Giros millonarios

Giros millonarios

Las remesas de trabajadores colombianos se consolidan como la segunda fuente de divisas más importante del país.

05 de septiembre 2007 , 12:00 a.m.

RUBÉN GONZÁLEZ, un colombiano que trabaja en una cafetería en Seattle, Estados Unidos, ha tenido que hacer un esfuerzo adicional en los últimos meses porque los 230 dólares que le mandaba a Ana Restrepo, su mamá, no le estaban alcanzando para cubrir sus gastos debido a la revaluación. Ahorrando un poco más, hoy le manda 270 dólares, que ella reclama cada 30 días. Su caso es similar al de 1,1 millones de personas en todo el país, que periódicamente reciben dinero del exterior, según las estadísticas disponibles.

El tema ha tomado grandes dimensiones en la economía colombiana. De acuerdo con el Banco de la República, el año pasado entraron al país 3.890 millones de dólares por remesas de trabajadores en el exterior, que representan un 2,9% del PIB, con un crecimiento de 17,4% frente a 2005. La cifra fue mayor que las exportaciones de café (1.461 millones de dólares) y carbón (2.913 millones de dólares). Y la tendencia al alza continúa. Entre enero y marzo de este año llegaron al país 1.163 millones de dólares por este concepto, cuando en el mismo período del año anterior ingresaron 964,8 millones de dólares.

Para los conocedores, esa evolución está directamente relacionada con el tema migratorio. Aunque a finales de la década pasada la salida de colombianos fue mayor, en los últimos cinco años se han ido cerca de 800.000 compatriotas, en especial a España, Canadá, Ecuador, México y Costa Rica. La cifra que se maneja hoy de nacionales en el exterior es de 3,5 millones.

Doña Ana destina lo que le manda su hijo a gastos básicos, como arriendo, alimentación y salud, entre otros. El estudio Remesas internacionales en Colombia, realizado por el Centro de Estudios Monetarios Latinoamericano, Cemla, con apoyo del Banco de la República reveló que las remesas de trabajadores representan aproximadamente el 10% de los ingresos totales de los hogares que las reciben, donde en su mayoría la cabeza es una mujer.

Sin embargo, cada vez más colombianos dirigen estos recursos a volver realidad el sueño de tener casa propia, ya se para ellos o sus familiares. Entre enero de 2005 y julio de este año, al país llegaron 387,2 millones de dólares destinados a adquirir vivienda, como lo reconoció el ministro de Ambiente, Vivienda y Desarrollo Territorial Juan Lozano, en el lanzamiento de la feria Dónde vivir e invertir en Colombia, que se realiza en Nueva York este fin de semana.

Aunque los principales países emisores de giros hacia Colombia continúan siendo Estados Unidos y España, con el 48,4% y 34,1% respectivamente, los provenientes de Europa son más altos en promedio: superan los 425 dólares por envío, mientras los de Estados Unidos llegan a 272 dólares. Y los destinos en el país se concentran en el eje cafetero, en especial Risaralda, con el 19,1%, un promedio alto si se tiene en cuenta el número de habitantes de la región frente a ciudades como Bogotá que participa con el 15,5% o Antioquia con el 15,9% según una encuesta realizada por Asobancaria.

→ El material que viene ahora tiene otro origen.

pub mod extensions;
pub mod mint;

pub use extensions::{walk_extensions, ExtensionRecord, ExtensionWalk, TruncatedTlv};
pub use mint::{decode_mint, decode_mint_data, MintAccount, MINT_LEN};
// src/decoders/spl_token_decoders/extensions.rs

use serde::Serialize;
use solana_sdk::pubkey::Pubkey;
use tracing::{debug, warn};

use crate::decoders::{ByteCursor, DecodeError};

/// En-tête TLV : type (u16) puis longueur (u16).
pub const TLV_HEADER_LEN: usize = 4;

pub mod tags {
    pub const TRANSFER_FEE: u16 = 1;
    pub const TRANSFER_HOOK: u16 = 2;
    pub const METADATA_POINTER: u16 = 3;
    pub const PERMANENT_DELEGATE: u16 = 4;
}

#[derive(Debug, Clone, PartialEq, Eq, Serialize)]
pub enum ExtensionRecord {
    TransferFee { fee_basis_points: u16, max_fee: u64 },
    TransferHook { program_id: Pubkey },
    MetadataPointer { address: Pubkey },
    PermanentDelegate { address: Pubkey },
    /// Extension non reconnue : on la garde opaque plutôt que d'échouer.
    Unknown { type_tag: u16, payload: Vec<u8> },
}

impl ExtensionRecord {
    pub fn type_tag(&self) -> u16 {
        match self {
            ExtensionRecord::TransferFee { .. } => tags::TRANSFER_FEE,
            ExtensionRecord::TransferHook { .. } => tags::TRANSFER_HOOK,
            ExtensionRecord::MetadataPointer { .. } => tags::METADATA_POINTER,
            ExtensionRecord::PermanentDelegate { .. } => tags::PERMANENT_DELEGATE,
            ExtensionRecord::Unknown { type_tag, .. } => *type_tag,
        }
    }

    /// Les frais en pourcentage (100 points de base = 1%).
    pub fn fee_percentage(&self) -> Option<f64> {
        match self {
            ExtensionRecord::TransferFee { fee_basis_points, .. } => {
                Some(*fee_basis_points as f64 / 100.0)
            }
            _ => None,
        }
    }
}

/// Une entrée TLV dont la longueur déclarée dépasse la fin du buffer.
#[derive(Debug, Clone, Copy, PartialEq, Eq, Serialize)]
pub struct TruncatedTlv {
    pub offset: usize,
    pub type_tag: u16,
    pub declared_length: u16,
    pub available: usize,
}

/// Résultat d'un parcours : ce qui a pu être lu, et pourquoi on s'est arrêté.
#[derive(Debug, Clone, Default, PartialEq, Eq)]
pub struct ExtensionWalk {
    pub records: Vec<ExtensionRecord>,
    pub truncated: Option<TruncatedTlv>,
    /// Octets consommés par les entrées complètes.
    pub consumed: usize,
}

fn read_header(cursor: &mut ByteCursor) -> Result<(u16, u16), DecodeError> {
    Ok((cursor.read_u16()?, cursor.read_u16()?))
}

/// Parcourt la zone d'extensions qui suit les 82 octets du mint.
///
/// Ne peut pas échouer : une longueur déclarée trop grande arrête le parcours
/// et est signalée dans `truncated`, les extensions déjà lues sont conservées.
pub fn walk_extensions(region: &[u8]) -> ExtensionWalk {
    let mut cursor = ByteCursor::new(region);
    let mut walk = ExtensionWalk::default();

    while cursor.remaining() >= TLV_HEADER_LEN {
        let header_offset = cursor.position();
        let Ok((type_tag, length)) = read_header(&mut cursor) else {
            break;
        };

        if length as usize > cursor.remaining() {
            warn!(
                offset = header_offset,
                type_tag,
                declared_length = length,
                available = cursor.remaining(),
                "Extension TLV tronquée, parcours interrompu."
            );
            walk.truncated = Some(TruncatedTlv {
                offset: header_offset,
                type_tag,
                declared_length: length,
                available: cursor.remaining(),
            });
            break;
        }

        let Ok(payload) = cursor.read_bytes(length as usize) else {
            break;
        };
        walk.records.push(decode_extension(type_tag, payload));
        walk.consumed = cursor.position();
    }

    walk
}

fn decode_known(type_tag: u16, payload: &[u8]) -> Result<Option<ExtensionRecord>, DecodeError> {
    let mut cursor = ByteCursor::new(payload);
    let record = match type_tag {
        tags::TRANSFER_FEE => ExtensionRecord::TransferFee {
            fee_basis_points: cursor.read_u16()?,
            max_fee: cursor.read_u64()?,
        },
        tags::TRANSFER_HOOK => ExtensionRecord::TransferHook {
            program_id: cursor.read_pubkey()?,
        },
        tags::METADATA_POINTER => ExtensionRecord::MetadataPointer {
            address: cursor.read_pubkey()?,
        },
        tags::PERMANENT_DELEGATE => ExtensionRecord::PermanentDelegate {
            address: cursor.read_pubkey()?,
        },
        _ => return Ok(None),
    };
    Ok(Some(record))
}

fn decode_extension(type_tag: u16, payload: &[u8]) -> ExtensionRecord {
    match decode_known(type_tag, payload) {
        Ok(Some(record)) => record,
        Ok(None) => {
            debug!(type_tag, payload = %hex::encode(payload), "Extension inconnue conservée telle quelle.");
            ExtensionRecord::Unknown { type_tag, payload: payload.to_vec() }
        }
        Err(e) => {
            // Type connu mais payload trop court : on le garde opaque.
            warn!(type_tag, error = %e, "Payload d'extension invalide, conservé comme inconnu.");
            ExtensionRecord::Unknown { type_tag, payload: payload.to_vec() }
        }
    }
}
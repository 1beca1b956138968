// src/decoders/raydium/clmm/offset_scanner.rs

use solana_sdk::pubkey::Pubkey;

use crate::decoders::{byte_cursor::PUBKEY_LEN, ByteCursor, DecodeError};
use crate::math::MAX_TICK;

/// Écart maximal jugé plausible entre les deux ticks d'une position.
pub const MAX_TICK_SPAN: i64 = 100_000;
/// Les ticks sont des i32 alignés : on ne teste que les offsets multiples de 4.
pub const SCAN_ALIGNMENT: usize = 4;
/// Rayon (en octets) de la recherche de ticks autour du mint de la NFT.
pub const NFT_ANCHOR_RADIUS: usize = 100;

#[derive(Debug, Clone, Copy, PartialEq, Eq)]
pub struct TickCandidate {
    pub offset: usize,
    pub tick_lower: i32,
    pub tick_upper: i32,
}

/// `tick_lower < tick_upper`, les deux dans [-MAX_TICK, MAX_TICK],
/// et un écart strictement compris entre 0 et MAX_TICK_SPAN.
pub fn is_valid_tick_pair(tick_lower: i32, tick_upper: i32) -> bool {
    let max = MAX_TICK.unsigned_abs();
    if tick_lower.unsigned_abs() > max || tick_upper.unsigned_abs() > max {
        return false;
    }
    let span = tick_upper as i64 - tick_lower as i64;
    tick_lower < tick_upper && span > 0 && span < MAX_TICK_SPAN
}

/// Lit deux i32 consécutifs à `offset` et les garde s'ils forment une paire valide.
pub fn read_tick_pair_at(data: &[u8], offset: usize) -> Option<TickCandidate> {
    let mut cursor = ByteCursor::at(data, offset).ok()?;
    let tick_lower = cursor.read_i32().ok()?;
    let tick_upper = cursor.read_i32().ok()?;
    is_valid_tick_pair(tick_lower, tick_upper).then_some(TickCandidate {
        offset,
        tick_lower,
        tick_upper,
    })
}

/// Essaie une liste fixe d'offsets, dans l'ordre donné.
pub fn check_offsets(data: &[u8], offsets: &[usize]) -> Result<TickCandidate, DecodeError> {
    offsets
        .iter()
        .find_map(|&offset| read_tick_pair_at(data, offset))
        .ok_or(DecodeError::InvalidTickRange { candidates: offsets.len() })
}

/// Balaye tout le buffer de gauche à droite ; le plus petit offset valide gagne.
///
/// Chaque fenêtre n'est qu'une supposition : une paire trouvée ici doit rester
/// marquée comme heuristique en aval.
pub fn scan_for_tick_pair(data: &[u8]) -> Result<TickCandidate, DecodeError> {
    let mut candidates = 0;
    for offset in (0..data.len()).step_by(SCAN_ALIGNMENT) {
        candidates += 1;
        if let Some(candidate) = read_tick_pair_at(data, offset) {
            return Ok(candidate);
        }
    }
    Err(DecodeError::InvalidTickRange { candidates })
}

/// Offset aligné du premier emplacement où apparaissent les 32 octets de `mint`.
pub fn find_pubkey_aligned(data: &[u8], mint: &Pubkey) -> Option<usize> {
    (0..data.len())
        .step_by(SCAN_ALIGNMENT)
        .find(|&offset| {
            ByteCursor::at(data, offset)
                .and_then(|mut cursor| cursor.read_bytes(PUBKEY_LEN))
                .is_ok_and(|bytes| *bytes == mint.to_bytes()[..])
        })
}

/// Balaye `[anchor - NFT_ANCHOR_RADIUS, anchor + NFT_ANCHOR_RADIUS)`, borné au buffer.
/// Les offsets testés gardent l'alignement de l'ancre.
pub fn scan_near_anchor(data: &[u8], anchor: usize) -> Result<TickCandidate, DecodeError> {
    let start = anchor.saturating_sub(NFT_ANCHOR_RADIUS);
    let end = anchor.saturating_add(NFT_ANCHOR_RADIUS).min(data.len());
    let mut candidates = 0;
    for offset in (start..end).step_by(SCAN_ALIGNMENT) {
        candidates += 1;
        if let Some(candidate) = read_tick_pair_at(data, offset) {
            return Ok(candidate);
        }
    }
    Err(DecodeError::InvalidTickRange { candidates })
}
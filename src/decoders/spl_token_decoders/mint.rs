// src/decoders/spl_token_decoders/mint.rs

use serde::Serialize;
use solana_sdk::pubkey::Pubkey;

use super::extensions::{walk_extensions, ExtensionRecord, ExtensionWalk, TruncatedTlv};
use crate::decoders::{ByteCursor, DecodeError, RawAccount};

/// Taille du layout canonique d'un mint SPL.
pub const MINT_LEN: usize = 82;

// --- STRUCTURE DE SORTIE PROPRE ---
#[derive(Debug, Clone, PartialEq, Serialize)]
pub struct MintAccount {
    pub mint_authority: Option<Pubkey>,
    pub supply: u64,
    pub decimals: u8,
    pub is_initialized: bool,
    pub freeze_authority: Option<Pubkey>,
    /// Vient du programme propriétaire, pas des octets du compte.
    pub is_token_extensions: bool,
    pub extensions: Vec<ExtensionRecord>,
    /// Renseigné si la zone d'extensions se termine par une entrée tronquée.
    pub extensions_truncated: Option<TruncatedTlv>,
}

impl MintAccount {
    /// `supply / 10^decimals` en f64.
    ///
    /// Partie entière et fraction sont converties séparément : le résultat est
    /// exact tant que chacune tient dans les 53 bits de mantisse, sinon l'erreur
    /// relative reste de l'ordre de 1e-16. Pour un affichage exact, voir `ui_supply`.
    pub fn actual_supply(&self) -> f64 {
        match 10u64.checked_pow(self.decimals as u32) {
            Some(scale) => {
                (self.supply / scale) as f64 + (self.supply % scale) as f64 / scale as f64
            }
            None => self.supply as f64 / 10f64.powi(self.decimals as i32),
        }
    }

    /// Supply en décimal exact, sans zéros inutiles ("1000", "0.000001").
    pub fn ui_supply(&self) -> String {
        let digits = self.supply.to_string();
        let decimals = self.decimals as usize;
        if decimals == 0 {
            return digits;
        }
        let padded = format!("{:0>width$}", digits, width = decimals + 1);
        let (int_part, frac_part) = padded.split_at(padded.len() - decimals);
        let frac_part = frac_part.trim_end_matches('0');
        if frac_part.is_empty() {
            int_part.to_string()
        } else {
            format!("{int_part}.{frac_part}")
        }
    }

    /// (points de base, frais maximum) si l'extension TransferFee est présente.
    pub fn transfer_fee(&self) -> Option<(u16, u64)> {
        self.extensions.iter().find_map(|ext| match ext {
            ExtensionRecord::TransferFee { fee_basis_points, max_fee } => {
                Some((*fee_basis_points, *max_fee))
            }
            _ => None,
        })
    }

    pub fn has_transfer_hook(&self) -> bool {
        self.extensions
            .iter()
            .any(|ext| matches!(ext, ExtensionRecord::TransferHook { .. }))
    }

    pub fn has_permanent_delegate(&self) -> bool {
        self.extensions
            .iter()
            .any(|ext| matches!(ext, ExtensionRecord::PermanentDelegate { .. }))
    }
}

fn read_optional_pubkey(
    cursor: &mut ByteCursor,
    field: &'static str,
) -> Result<Option<Pubkey>, DecodeError> {
    match cursor.read_u32()? {
        0 => {
            cursor.skip(32)?;
            Ok(None)
        }
        1 => Ok(Some(cursor.read_pubkey()?)),
        value => Err(DecodeError::InvalidDiscriminant { field, value }),
    }
}

/// Décode un compte de mint appartenant au programme SPL Token ou Token-2022.
pub fn decode_mint(raw: &RawAccount) -> Result<MintAccount, DecodeError> {
    let is_token_extensions = if raw.owner == spl_token_2022::id() {
        true
    } else if raw.owner == spl_token::id() {
        false
    } else {
        return Err(DecodeError::UnexpectedOwner { owner: raw.owner });
    };
    decode_mint_data(&raw.data, is_token_extensions)
}

/// Décode les octets bruts d'un mint. Aucune structure partielle n'est renvoyée :
/// la moindre erreur interrompt tout le décodage.
pub fn decode_mint_data(data: &[u8], is_token_extensions: bool) -> Result<MintAccount, DecodeError> {
    if data.len() < MINT_LEN {
        return Err(DecodeError::Truncated {
            offset: 0,
            needed: MINT_LEN,
            available: data.len(),
        });
    }

    let mut cursor = ByteCursor::new(data);
    let mint_authority = read_optional_pubkey(&mut cursor, "mint_authority")?;
    let supply = cursor.read_u64()?;
    let decimals = cursor.read_u8()?;
    let is_initialized = cursor.read_bool()?;
    let freeze_authority = read_optional_pubkey(&mut cursor, "freeze_authority")?;

    // Les octets au-delà de 82 ne sont des extensions que pour Token-2022.
    let walk = if is_token_extensions && cursor.remaining() > 0 {
        walk_extensions(cursor.read_bytes(cursor.remaining())?)
    } else {
        ExtensionWalk::default()
    };

    Ok(MintAccount {
        mint_authority,
        supply,
        decimals,
        is_initialized,
        freeze_authority,
        is_token_extensions,
        extensions: walk.records,
        extensions_truncated: walk.truncated,
    })
}

#[cfg(test)]
mod tests {
    use super::*;

    fn mint_bytes(
        mint_authority: Option<[u8; 32]>,
        supply: u64,
        decimals: u8,
        freeze_authority: Option<[u8; 32]>,
    ) -> Vec<u8> {
        let mut data = Vec::with_capacity(MINT_LEN);
        push_option(&mut data, mint_authority);
        data.extend_from_slice(&supply.to_le_bytes());
        data.push(decimals);
        data.push(1);
        push_option(&mut data, freeze_authority);
        data
    }

    fn push_option(data: &mut Vec<u8>, key: Option<[u8; 32]>) {
        match key {
            Some(bytes) => {
                data.extend_from_slice(&1u32.to_le_bytes());
                data.extend_from_slice(&bytes);
            }
            None => {
                data.extend_from_slice(&0u32.to_le_bytes());
                data.extend_from_slice(&[0u8; 32]);
            }
        }
    }

    #[test]
    fn every_buffer_shorter_than_the_layout_is_truncated() {
        let full = mint_bytes(Some([3u8; 32]), 42, 6, None);
        assert_eq!(full.len(), MINT_LEN);
        for len in 0..MINT_LEN {
            assert!(
                matches!(decode_mint_data(&full[..len], false), Err(DecodeError::Truncated { .. })),
                "len {len}"
            );
        }
        // Même avec un discriminant invalide, la taille est vérifiée d'abord.
        let mut bad = vec![0u8; 40];
        bad[0] = 7;
        assert!(matches!(decode_mint_data(&bad, false), Err(DecodeError::Truncated { .. })));
    }

    #[test]
    fn authorities_round_trip() {
        let authority: [u8; 32] = core::array::from_fn(|i| i as u8 * 7);
        let freeze: [u8; 32] = core::array::from_fn(|i| 255 - i as u8);
        let mint = decode_mint_data(&mint_bytes(Some(authority), 10, 2, Some(freeze)), false).unwrap();
        assert_eq!(mint.mint_authority, Some(Pubkey::new_from_array(authority)));
        assert_eq!(mint.freeze_authority, Some(Pubkey::new_from_array(freeze)));
        assert!(mint.is_initialized);

        let mint = decode_mint_data(&mint_bytes(None, 10, 2, None), false).unwrap();
        assert_eq!(mint.mint_authority, None);
        assert_eq!(mint.freeze_authority, None);
    }

    #[test]
    fn option_tag_other_than_zero_or_one_is_rejected() {
        let mut data = mint_bytes(None, 1, 0, None);
        data[0] = 2;
        assert_eq!(
            decode_mint_data(&data, false),
            Err(DecodeError::InvalidDiscriminant { field: "mint_authority", value: 2 })
        );

        let mut data = mint_bytes(None, 1, 0, None);
        data[46] = 9;
        assert_eq!(
            decode_mint_data(&data, false),
            Err(DecodeError::InvalidDiscriminant { field: "freeze_authority", value: 9 })
        );
    }

    #[test]
    fn any_nonzero_initialized_byte_is_true() {
        let mut data = mint_bytes(None, 1, 0, None);
        data[45] = 0x80;
        assert!(decode_mint_data(&data, false).unwrap().is_initialized);
        data[45] = 0;
        assert!(!decode_mint_data(&data, false).unwrap().is_initialized);
    }

    #[test]
    fn actual_supply_is_exact_for_whole_units() {
        let mint = decode_mint_data(&mint_bytes(None, 1_000_000_000, 9, None), false).unwrap();
        assert!((mint.actual_supply() - 1.0).abs() < 1e-9);
        assert_eq!(mint.ui_supply(), "1");
    }

    #[test]
    fn ui_supply_formats_fractions() {
        let mut mint = decode_mint_data(&mint_bytes(None, 1, 6, None), false).unwrap();
        assert_eq!(mint.ui_supply(), "0.000001");
        mint.supply = 123_450_000;
        assert_eq!(mint.ui_supply(), "123.45");
        mint.decimals = 0;
        assert_eq!(mint.ui_supply(), "123450000");
        mint.supply = u64::MAX;
        mint.decimals = 30;
        assert_eq!(mint.ui_supply(), "0.000000000018446744073709551615");
        assert!(mint.actual_supply() > 0.0);
    }

    #[test]
    fn classic_mint_ignores_trailing_bytes() {
        let mut data = mint_bytes(None, 5, 0, None);
        data.extend_from_slice(&[1, 0, 10, 0, 0, 0]);
        let mint = decode_mint_data(&data, false).unwrap();
        assert!(mint.extensions.is_empty());
        assert!(!mint.is_token_extensions);
    }

    #[test]
    fn token_2022_mint_walks_extensions() {
        let mut data = mint_bytes(None, 5, 0, None);
        data.extend_from_slice(&1u16.to_le_bytes());
        data.extend_from_slice(&10u16.to_le_bytes());
        data.extend_from_slice(&50u16.to_le_bytes());
        data.extend_from_slice(&900u64.to_le_bytes());
        let raw = RawAccount::new(spl_token_2022::id(), data);
        let mint = decode_mint(&raw).unwrap();
        assert!(mint.is_token_extensions);
        assert_eq!(mint.transfer_fee(), Some((50, 900)));
        assert!(!mint.has_transfer_hook());
        assert_eq!(mint.extensions_truncated, None);
    }

    fn pseudo_random_bytes(state: &mut u64, len: usize) -> Vec<u8> {
        (0..len)
            .map(|_| {
                *state ^= *state << 13;
                *state ^= *state >> 7;
                *state ^= *state << 17;
                (*state >> 56) as u8
            })
            .collect()
    }

    #[test]
    fn arbitrary_bytes_never_panic() {
        let mut state: u64 = 0xD1B5_4A32_D192_ED03;
        for len in [0usize, 1, 45, 81, 82, 83, 85, 86, 120, 255, 1024, 4096] {
            for round in 0..16 {
                let mut data = pseudo_random_bytes(&mut state, len);
                // Une partie des buffers reçoit des tags d'option valides pour
                // atteindre la zone d'extensions.
                if round % 2 == 0 && len >= MINT_LEN {
                    data[0..4].copy_from_slice(&(round as u32 % 4 / 2).to_le_bytes());
                    data[46..50].copy_from_slice(&1u32.to_le_bytes());
                }
                match decode_mint_data(&data, true) {
                    Ok(mint) => {
                        assert!(len >= MINT_LEN);
                        if let Some(truncated) = mint.extensions_truncated {
                            assert!(MINT_LEN + truncated.offset + truncated.available <= len);
                        }
                    }
                    Err(DecodeError::Truncated { .. }) => assert!(len < MINT_LEN),
                    Err(DecodeError::InvalidDiscriminant { .. }) => assert!(len >= MINT_LEN),
                    Err(other) => panic!("unexpected {other:?}"),
                }
            }
        }
    }

    #[test]
    fn foreign_owner_is_rejected() {
        let raw = RawAccount::new(Pubkey::new_unique(), mint_bytes(None, 5, 0, None));
        assert!(matches!(decode_mint(&raw), Err(DecodeError::UnexpectedOwner { .. })));
    }
}
use serde::Serialize;

/// Une valeur réellement observée, ou un remplaçant explicitement marqué.
///
/// Les décodeurs ne produisent jamais de `Synthetic` : c'est une politique de
/// l'appelant (démo, mode hors ligne), et elle doit rester visible en aval.
#[derive(Debug, Clone, PartialEq, Serialize)]
pub enum Sourced<T> {
    Observed(T),
    Synthetic { value: T, reason: String },
}

impl<T> Sourced<T> {
    pub fn synthetic(value: T, reason: impl Into<String>) -> Self {
        Sourced::Synthetic { value, reason: reason.into() }
    }

    pub fn value(&self) -> &T {
        match self {
            Sourced::Observed(value) | Sourced::Synthetic { value, .. } => value,
        }
    }

    pub fn into_value(self) -> T {
        match self {
            Sourced::Observed(value) | Sourced::Synthetic { value, .. } => value,
        }
    }

    pub fn is_synthetic(&self) -> bool {
        matches!(self, Sourced::Synthetic { .. })
    }

    pub fn reason(&self) -> Option<&str> {
        match self {
            Sourced::Observed(_) => None,
            Sourced::Synthetic { reason, .. } => Some(reason),
        }
    }

    pub fn map<U>(self, f: impl FnOnce(T) -> U) -> Sourced<U> {
        match self {
            Sourced::Observed(value) => Sourced::Observed(f(value)),
            Sourced::Synthetic { value, reason } => Sourced::Synthetic { value: f(value), reason },
        }
    }
}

La gran mayoría de quienes reciben recursos, retira su plata y se la lleva para su casa. Visa Internacional reveló que en América Latina solo el 11% de las remesas se reciben en cuentas bancarias, mientras que el resto se distribuye en efectivo. Este hecho muestra el gran potencial de incluir a los receptores en el sistema financiero. "No solo se ahorra el costo de la transacción, sino que al tener cuentas bancarias, quienes reciben la remesa pueden ahorrar, invertir y hacerse sujetos de crédito. Incluso, habría casos en que el costo de la transacción que antes pagaban les pudiera servir para financiar una vivienda", manifestó Donald Terry, gerente del Fondo Multilateral de Inversiones (Fomin).

El tema está siendo considerado en Colombia por entidades como Davivienda y Bancolombia para seguir los pasos dados en España por el Banco Santander que compró a la empresa Latinoenvío. La Confederación Española de Cajas de Ahorros (Ceca) estableció acuerdos con bancos en Latinoamérica.

Sobre las perspectivas del negocio para lo que resta del año, habría que estar atentos a lo que ocurra con la crisis hipotecaria en Estados Unidos, no solo por el detrimento económico general, sino porque buena parte de los inmigrantes colombianos trabajan en el sector de la construcción, y si la economía de ese país se complica, también lo harán esos giros. La expectativa al final del año es superar los 4.000 millones de dólares, de una actividad que hoy es la segunda fuente de divisas para el país.